Task instructions
Retype, word for word, every line from the one holding "specified external command." through the one holding "its exit code." in the entries below, both included, and only those lines.

Data to use
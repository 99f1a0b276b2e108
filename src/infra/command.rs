//! # Command Execution Module / 命令执行模块
//!
//! Every external process the orchestrator starts goes through the
//! [`ProcessRunner`] trait, so the container protocol can be exercised with a
//! fake runner instead of a real docker daemon.
//!
//! 编排器启动的每个外部进程都通过 [`ProcessRunner`] trait，
//! 因此可以用假的运行器代替真实的 docker 守护进程来测试容器协议。

use async_trait::async_trait;
use std::fmt;
use std::path::PathBuf;
use std::process::Stdio;
use std::sync::Arc;
use tokio::io::{AsyncBufReadExt, BufReader};

/// A fully specified external command.
/// 一个完全指定的外部命令。
#[derive(Debug, Clone, PartialEq, Eq)]
pub struct Invocation {
    pub program: String,
    pub args: Vec<String>,
    /// Working directory; inherits the orchestrator's when `None`.
    pub cwd: Option<PathBuf>,
}

impl Invocation {
    pub fn new(program: impl Into<String>) -> Self {
        Self {
            program: program.into(),
            args: Vec::new(),
            cwd: None,
        }
    }

    /// Builds an invocation from an argv list. Returns `None` for an empty list.
    pub fn from_argv(argv: &[String]) -> Option<Self> {
        let (program, args) = argv.split_first()?;
        Some(Self::new(program.clone()).args(args.iter().cloned()))
    }

    pub fn arg(mut self, arg: impl Into<String>) -> Self {
        self.args.push(arg.into());
        self
    }

    pub fn args<I, S>(mut self, args: I) -> Self
    where
        I: IntoIterator<Item = S>,
        S: Into<String>,
    {
        self.args.extend(args.into_iter().map(Into::into));
        self
    }

    pub fn current_dir(mut self, dir: impl Into<PathBuf>) -> Self {
        self.cwd = Some(dir.into());
        self
    }
}

impl fmt::Display for Invocation {
    fn fmt(&self, f: &mut fmt::Formatter<'_>) -> fmt::Result {
        let words = std::iter::once(self.program.as_str()).chain(self.args.iter().map(String::as_str));
        match shlex::try_join(words) {
            Ok(joined) => f.write_str(&joined),
            Err(_) => write!(f, "{} {}", self.program, self.args.join(" ")),
        }
    }
}

/// Exit code and combined stdout/stderr of a finished process.
/// 已结束进程的退出码以及合并后的 stdout/stderr。
#[derive(Debug, Clone, Default, PartialEq, Eq)]
pub struct ProcessOutput {
    /// `None` when the process was terminated by a signal.
    pub code: Option<i32>,
    pub output: String,
}

impl ProcessOutput {
    pub fn success(&self) -> bool {
        self.code == Some(0)
    }
}

/// Process-execution capability.
/// 进程执行能力。
#[async_trait]
pub trait ProcessRunner: Send + Sync {
    /// Runs a command to completion, capturing its output.
    async fn run(&self, invocation: &Invocation) -> std::io::Result<ProcessOutput>;

    /// Runs a command attached to the operator's terminal and returns its exit code.
    async fn run_interactive(&self, invocation: &Invocation) -> std::io::Result<Option<i32>>;
}

/// The real runner, backed by `tokio::process`.
#[derive(Debug, Default, Clone, Copy)]
pub struct TokioProcessRunner;

#[async_trait]
impl ProcessRunner for TokioProcessRunner {
    async fn run(&self, invocation: &Invocation) -> std::io::Result<ProcessOutput> {
        tracing::debug!(command = %invocation, "spawning");
        let (status, output) = spawn_and_capture(to_command(invocation)).await;
        let status = status?;
        tracing::debug!(command = %invocation, code = ?status.code(), "finished");
        Ok(ProcessOutput {
            code: status.code(),
            output,
        })
    }

    async fn run_interactive(&self, invocation: &Invocation) -> std::io::Result<Option<i32>> {
        tracing::debug!(command = %invocation, "spawning interactive");
        let status = to_command(invocation)
            .stdin(Stdio::inherit())
            .stdout(Stdio::inherit())
            .stderr(Stdio::inherit())
            .status()
            .await?;
        Ok(status.code())
    }
}

fn to_command(invocation: &Invocation) -> tokio::process::Command {
    let mut cmd = tokio::process::Command::new(&invocation.program);
    cmd.args(&invocation.args).kill_on_drop(true);
    if let Some(dir) = &invocation.cwd {
        cmd.current_dir(dir);
    }
    cmd
}

/// A shared, dynamically dispatched runner.
pub type SharedRunner = Arc<dyn ProcessRunner>;

/// Spawns a command, captures its stdout and stderr.
/// The output streams are read concurrently and combined into a single string.
///
/// # Returns
/// A tuple containing:
/// - The `ExitStatus` of the process wrapped in an `io::Result`.
/// - The combined stdout and stderr as a `String`.
///
/// 派生一个命令，捕获其 stdout 和 stderr。
/// 输出流被并发读取并合并到一个字符串中。
pub async fn spawn_and_capture(
    mut cmd: tokio::process::Command,
) -> (std::io::Result<std::process::ExitStatus>, String) {
    let mut child = match cmd
        .stdin(Stdio::null())
        .stdout(Stdio::piped())
        .stderr(Stdio::piped())
        .spawn()
    {
        Ok(child) => child,
        Err(e) => return (Err(e), String::new()),
    };

    let (Some(stdout), Some(stderr)) = (child.stdout.take(), child.stderr.take()) else {
        return (
            Err(std::io::Error::other("failed to capture process output")),
            String::new(),
        );
    };

    // Both readers append to the same buffer.
    // 两个读取任务写入同一个缓冲区。
    let output = Arc::new(tokio::sync::Mutex::new(String::new()));

    let stdout_output = Arc::clone(&output);
    let stdout_handle = tokio::spawn(async move {
        let mut lines = BufReader::new(stdout).lines();
        while let Ok(Some(line)) = lines.next_line().await {
            let mut output = stdout_output.lock().await;
            output.push_str(&line);
            output.push('\n');
        }
    });

    let stderr_output = Arc::clone(&output);
    let stderr_handle = tokio::spawn(async move {
        let mut lines = BufReader::new(stderr).lines();
        while let Ok(Some(line)) = lines.next_line().await {
            let mut output = stderr_output.lock().await;
            output.push_str(&line);
            output.push('\n');
        }
    });

    let status = child.wait().await;

    // Drain both readers so no trailing output is lost.
    if let Err(e) = stdout_handle.await {
        tracing::warn!("failed to join stdout task: {e}");
    }
    if let Err(e) = stderr_handle.await {
        tracing::warn!("failed to join stderr task: {e}");
    }

    let output = output.lock().await.clone();
    (status, output)
}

Solution to this exercise
/// A fully specified external command.
/// 一个完全指定的外部命令。
#[derive(Debug, Clone, PartialEq, Eq)]
pub struct Invocation {
    pub program: String,
    pub args: Vec<String>,
    /// Working directory; inherits the orchestrator's when `None`.
    pub cwd: Option<PathBuf>,
}

impl Invocation {
    pub fn new(program: impl Into<String>) -> Self {
        Self {
            program: program.into(),
            args: Vec::new(),
            cwd: None,
        }
    }

    /// Builds an invocation from an argv list. Returns `None` for an empty list.
    pub fn from_argv(argv: &[String]) -> Option<Self> {
        let (program, args) = argv.split_first()?;
        Some(Self::new(program.clone()).args(args.iter().cloned()))
    }

    pub fn arg(mut self, arg: impl Into<String>) -> Self {
        self.args.push(arg.into());
        self
    }

    pub fn args<I, S>(mut self, args: I) -> Self
    where
        I: IntoIterator<Item = S>,
        S: Into<String>,
    {
        self.args.extend(args.into_iter().map(Into::into));
        self
    }

    pub fn current_dir(mut self, dir: impl Into<PathBuf>) -> Self {
        self.cwd = Some(dir.into());
        self
    }
}

impl fmt::Display for Invocation {
    fn fmt(&self, f: &mut fmt::Formatter<'_>) -> fmt::Result {
        let words = std::iter::once(self.program.as_str()).chain(self.args.iter().map(String::as_str));
        match shlex::try_join(words) {
            Ok(joined) => f.write_str(&joined),
            Err(_) => write!(f, "{} {}", self.program, self.args.join(" ")),
        }
    }
}

/// Exit code and combined stdout/stderr of a finished process.
/// 已结束进程的退出码以及合并后的 stdout/stderr。
#[derive(Debug, Clone, Default, PartialEq, Eq)]
pub struct ProcessOutput {
    /// `None` when the process was terminated by a signal.
    pub code: Option<i32>,
    pub output: String,
}

impl ProcessOutput {
    pub fn success(&self) -> bool {
        self.code == Some(0)
    }
}

/// Process-execution capability.
/// 进程执行能力。
#[async_trait]
pub trait ProcessRunner: Send + Sync {
    /// Runs a command to completion, capturing its output.
    async fn run(&self, invocation: &Invocation) -> std::io::Result<ProcessOutput>;

    /// Runs a command attached to the operator's terminal and returns its exit code.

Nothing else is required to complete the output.